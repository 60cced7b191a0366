//! Run-level statistics and the run outcome.

use crate::normalize::ParseMiss;
use crate::quality::QualityVerdict;
use chrono::{DateTime, Utc};
use serde::{Deserialize, Serialize};

/// How a run ended, mapped to the process exit code.
#[derive(Debug, Clone, Copy, PartialEq, Eq, Serialize, Deserialize)]
#[serde(rename_all = "snake_case")]
pub enum RunOutcome {
    /// Every page and posting processed cleanly.
    Complete,
    /// The run finished, but some units failed and were skipped.
    Partial,
    /// The walker exceeded its failure budget; committed progress kept.
    Aborted,
}

impl RunOutcome {
    pub fn exit_code(&self) -> i32 {
        match self {
            Self::Complete => 0,
            Self::Partial => 2,
            Self::Aborted => 1,
        }
    }
}

/// Counters accumulated over one collection (or reprocess) run.
#[derive(Debug, Clone, Serialize, Deserialize)]
pub struct RunStats {
    pub started_at: DateTime<Utc>,
    pub finished_at: Option<DateTime<Utc>>,

    pub pages_walked: u64,
    pub pages_failed: u64,
    pub postings_seen: u64,
    pub postings_inserted: u64,
    pub postings_updated: u64,
    pub fetch_failures: u64,

    // Per-field parse misses. Empty convocatoria input is counted apart
    // from an unmatched one.
    pub vacancy_misses: u64,
    pub salary_misses: u64,
    pub start_date_misses: u64,
    pub end_date_misses: u64,
    pub convocatoria_empty: u64,
    pub convocatoria_unmatched: u64,

    // Verdict histogram for this run.
    pub accepted: u64,
    pub flagged_missing_requirements: u64,
    pub flagged_incomplete_salary: u64,
    pub flagged_nonstandard_format: u64,

    pub outcome: RunOutcome,
}

impl RunStats {
    pub fn start() -> Self {
        Self {
            started_at: Utc::now(),
            finished_at: None,
            pages_walked: 0,
            pages_failed: 0,
            postings_seen: 0,
            postings_inserted: 0,
            postings_updated: 0,
            fetch_failures: 0,
            vacancy_misses: 0,
            salary_misses: 0,
            start_date_misses: 0,
            end_date_misses: 0,
            convocatoria_empty: 0,
            convocatoria_unmatched: 0,
            accepted: 0,
            flagged_missing_requirements: 0,
            flagged_incomplete_salary: 0,
            flagged_nonstandard_format: 0,
            outcome: RunOutcome::Complete,
        }
    }

    pub fn record_miss(&mut self, miss: ParseMiss) {
        match miss {
            ParseMiss::Vacancies => self.vacancy_misses += 1,
            ParseMiss::Salary => self.salary_misses += 1,
            ParseMiss::StartDate => self.start_date_misses += 1,
            ParseMiss::EndDate => self.end_date_misses += 1,
            ParseMiss::ConvocatoriaEmpty => self.convocatoria_empty += 1,
            ParseMiss::ConvocatoriaUnmatched => self.convocatoria_unmatched += 1,
        }
    }

    pub fn record_verdict(&mut self, verdict: QualityVerdict) {
        match verdict {
            QualityVerdict::Accepted => self.accepted += 1,
            QualityVerdict::FlaggedMissingRequirements => self.flagged_missing_requirements += 1,
            QualityVerdict::FlaggedIncompleteSalary => self.flagged_incomplete_salary += 1,
            QualityVerdict::FlaggedNonstandardFormat => self.flagged_nonstandard_format += 1,
        }
    }

    /// Close the run: stamp the finish time and settle the outcome.
    /// `aborted` marks a walker-budget termination; otherwise any failed
    /// unit downgrades Complete to Partial.
    pub fn finish(&mut self, aborted: bool) {
        self.finished_at = Some(Utc::now());
        self.outcome = if aborted {
            RunOutcome::Aborted
        } else if self.pages_failed > 0 || self.fetch_failures > 0 {
            RunOutcome::Partial
        } else {
            RunOutcome::Complete
        };
    }

    /// Human-readable run summary.
    pub fn summary(&self) -> String {
        let elapsed = self
            .finished_at
            .map(|f| (f - self.started_at).num_seconds())
            .unwrap_or_default();
        format!(
            "pages walked:        {}\n\
             pages failed:        {}\n\
             postings seen:       {}\n\
             newly inserted:      {}\n\
             updated:             {}\n\
             fetch failures:      {}\n\
             parse misses:        vacancies {}, salary {}, start date {}, end date {}\n\
             convocatoria:        empty {}, unmatched {}\n\
             verdicts:            accepted {}, missing-reqs {}, incomplete-salary {}, nonstandard {}\n\
             outcome:             {:?} ({}s)",
            self.pages_walked,
            self.pages_failed,
            self.postings_seen,
            self.postings_inserted,
            self.postings_updated,
            self.fetch_failures,
            self.vacancy_misses,
            self.salary_misses,
            self.start_date_misses,
            self.end_date_misses,
            self.convocatoria_empty,
            self.convocatoria_unmatched,
            self.accepted,
            self.flagged_missing_requirements,
            self.flagged_incomplete_salary,
            self.flagged_nonstandard_format,
            self.outcome,
            elapsed,
        )
    }
}

#[cfg(test)]
mod tests {
    use super::*;

    #[test]
    fn test_clean_run_is_complete() {
        let mut stats = RunStats::start();
        stats.pages_walked = 3;
        stats.postings_seen = 12;
        stats.finish(false);
        assert_eq!(stats.outcome, RunOutcome::Complete);
        assert_eq!(stats.outcome.exit_code(), 0);
    }

    #[test]
    fn test_failed_units_downgrade_to_partial() {
        let mut stats = RunStats::start();
        stats.fetch_failures = 1;
        stats.finish(false);
        assert_eq!(stats.outcome, RunOutcome::Partial);
        assert_eq!(stats.outcome.exit_code(), 2);
    }

    #[test]
    fn test_walker_budget_aborts() {
        let mut stats = RunStats::start();
        stats.pages_failed = 2;
        stats.finish(true);
        assert_eq!(stats.outcome, RunOutcome::Aborted);
        assert_eq!(stats.outcome.exit_code(), 1);
    }

    #[test]
    fn test_miss_and_verdict_counters() {
        let mut stats = RunStats::start();
        stats.record_miss(ParseMiss::Salary);
        stats.record_miss(ParseMiss::Vacancies);
        stats.record_miss(ParseMiss::ConvocatoriaEmpty);
        stats.record_verdict(QualityVerdict::Accepted);
        stats.record_verdict(QualityVerdict::FlaggedIncompleteSalary);
        assert_eq!(stats.salary_misses, 1);
        assert_eq!(stats.vacancy_misses, 1);
        assert_eq!(stats.convocatoria_empty, 1);
        assert_eq!(stats.accepted, 1);
        assert_eq!(stats.flagged_incomplete_salary, 1);
    }
}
• • •
Task statement:
Reproduce each record exactly, leaving nothing out.

Exercise result:
repository 60cced7b191a0366
//! Run-level statistics and the run outcome.

use crate::normalize::ParseMiss;
use crate::quality::QualityVerdict;
use chrono::{DateTime, Utc};
use serde::{Deserialize, Serialize};

/// How a run ended, mapped to the process exit code.
#[derive(Debug, Clone, Copy, PartialEq, Eq, Serialize, Deserialize)]
#[serde(rename_all = "snake_case")]
pub enum RunOutcome {
    /// Every page and posting processed cleanly.
    Complete,
    /// The run finished, but some units failed and were skipped.
    Partial,
    /// The walker exceeded its failure budget; committed progress kept.
    Aborted,
}

impl RunOutcome {
    pub fn exit_code(&self) -> i32 {
        match self {
            Self::Complete => 0,
            Self::Partial => 2,
            Self::Aborted => 1,
        }
    }
}

/// Counters accumulated over one collection (or reprocess) run.
#[derive(Debug, Clone, Serialize, Deserialize)]
pub struct RunStats {
    pub started_at: DateTime<Utc>,
    pub finished_at: Option<DateTime<Utc>>,

    pub pages_walked: u64,
    pub pages_failed: u64,
    pub postings_seen: u64,
    pub postings_inserted: u64,
    pub postings_updated: u64,
    pub fetch_failures: u64,

    // Per-field parse misses. Empty convocatoria input is counted apart
    // from an unmatched one.
    pub vacancy_misses: u64,
    pub salary_misses: u64,
    pub start_date_misses: u64,
    pub end_date_misses: u64,
    pub convocatoria_empty: u64,
    pub convocatoria_unmatched: u64,

    // Verdict histogram for this run.
    pub accepted: u64,
    pub flagged_missing_requirements: u64,
    pub flagged_incomplete_salary: u64,
    pub flagged_nonstandard_format: u64,

    pub outcome: RunOutcome,
}

impl RunStats {
    pub fn start() -> Self {
        Self {
            started_at: Utc::now(),
            finished_at: None,
            pages_walked: 0,
            pages_failed: 0,
            postings_seen: 0,
            postings_inserted: 0,
            postings_updated: 0,
            fetch_failures: 0,
            vacancy_misses: 0,
            salary_misses: 0,
            start_date_misses: 0,
            end_date_misses: 0,
            convocatoria_empty: 0,
            convocatoria_unmatched: 0,
            accepted: 0,
            flagged_missing_requirements: 0,
            flagged_incomplete_salary: 0,
            flagged_nonstandard_format: 0,
            outcome: RunOutcome::Complete,
        }
    }

    pub fn record_miss(&mut self, miss: ParseMiss) {
        match miss {
            ParseMiss::Vacancies => self.vacancy_misses += 1,
            ParseMiss::Salary => self.salary_misses += 1,
            ParseMiss::StartDate => self.start_date_misses += 1,
            ParseMiss::EndDate => self.end_date_misses += 1,
            ParseMiss::ConvocatoriaEmpty => self.convocatoria_empty += 1,
            ParseMiss::ConvocatoriaUnmatched => self.convocatoria_unmatched += 1,
        }
    }

    pub fn record_verdict(&mut self, verdict: QualityVerdict) {
        match verdict {
            QualityVerdict::Accepted => self.accepted += 1,
            QualityVerdict::FlaggedMissingRequirements => self.flagged_missing_requirements += 1,
            QualityVerdict::FlaggedIncompleteSalary => self.flagged_incomplete_salary += 1,
            QualityVerdict::FlaggedNonstandardFormat => self.flagged_nonstandard_format += 1,
        }
    }

    /// Close the run: stamp the finish time and settle the outcome.
    /// `aborted` marks a walker-budget termination; otherwise any failed
    /// unit downgrades Complete to Partial.
    pub fn finish(&mut self, aborted: bool) {
        self.finished_at = Some(Utc::now());
        self.outcome = if aborted {
            RunOutcome::Aborted
        } else if self.pages_failed > 0 || self.fetch_failures > 0 {
            RunOutcome::Partial
        } else {
            RunOutcome::Complete
        };
    }

    /// Human-readable run summary.
    pub fn summary(&self) -> String {
        let elapsed = self
            .finished_at
            .map(|f| (f - self.started_at).num_seconds())
            .unwrap_or_default();
        format!(
            "pages walked:        {}\n\
             pages failed:        {}\n\
             postings seen:       {}\n\
             newly inserted:      {}\n\
             updated:             {}\n\
             fetch failures:      {}\n\
             parse misses:        vacancies {}, salary {}, start date {}, end date {}\n\
             convocatoria:        empty {}, unmatched {}\n\
             verdicts:            accepted {}, missing-reqs {}, incomplete-salary {}, nonstandard {}\n\
             outcome:             {:?} ({}s)",
            self.pages_walked,
            self.pages_failed,
            self.postings_seen,
            self.postings_inserted,
            self.postings_updated,
            self.fetch_failures,
            self.vacancy_misses,
            self.salary_misses,
            self.start_date_misses,
            self.end_date_misses,
            self.convocatoria_empty,
            self.convocatoria_unmatched,
            self.accepted,
            self.flagged_missing_requirements,
            self.flagged_incomplete_salary,
            self.flagged_nonstandard_format,
            self.outcome,
            elapsed,
        )
    }
}

#[cfg(test)]
mod tests {
    use super::*;

    #[test]
    fn test_clean_run_is_complete() {
        let mut stats = RunStats::start();
        stats.pages_walked = 3;
        stats.postings_seen = 12;
        stats.finish(false);
        assert_eq!(stats.outcome, RunOutcome::Complete);
        assert_eq!(stats.outcome.exit_code(), 0);
    }

    #[test]
    fn test_failed_units_downgrade_to_partial() {
        let mut stats = RunStats::start();
        stats.fetch_failures = 1;
        stats.finish(false);
        assert_eq!(stats.outcome, RunOutcome::Partial);
        assert_eq!(stats.outcome.exit_code(), 2);
    }

    #[test]
    fn test_walker_budget_aborts() {
        let mut stats = RunStats::start();
        stats.pages_failed = 2;
        stats.finish(true);
        assert_eq!(stats.outcome, RunOutcome::Aborted);
        assert_eq!(stats.outcome.exit_code(), 1);
    }

    #[test]
    fn test_miss_and_verdict_counters() {
        let mut stats = RunStats::start();
        stats.record_miss(ParseMiss::Salary);
        stats.record_miss(ParseMiss::Vacancies);
        stats.record_miss(ParseMiss::ConvocatoriaEmpty);
        stats.record_verdict(QualityVerdict::Accepted);
        stats.record_verdict(QualityVerdict::FlaggedIncompleteSalary);
        assert_eq!(stats.salary_misses, 1);
        assert_eq!(stats.vacancy_misses, 1);
        assert_eq!(stats.convocatoria_empty, 1);
        assert_eq!(stats.accepted, 1);
        assert_eq!(stats.flagged_incomplete_salary, 1);
    }
}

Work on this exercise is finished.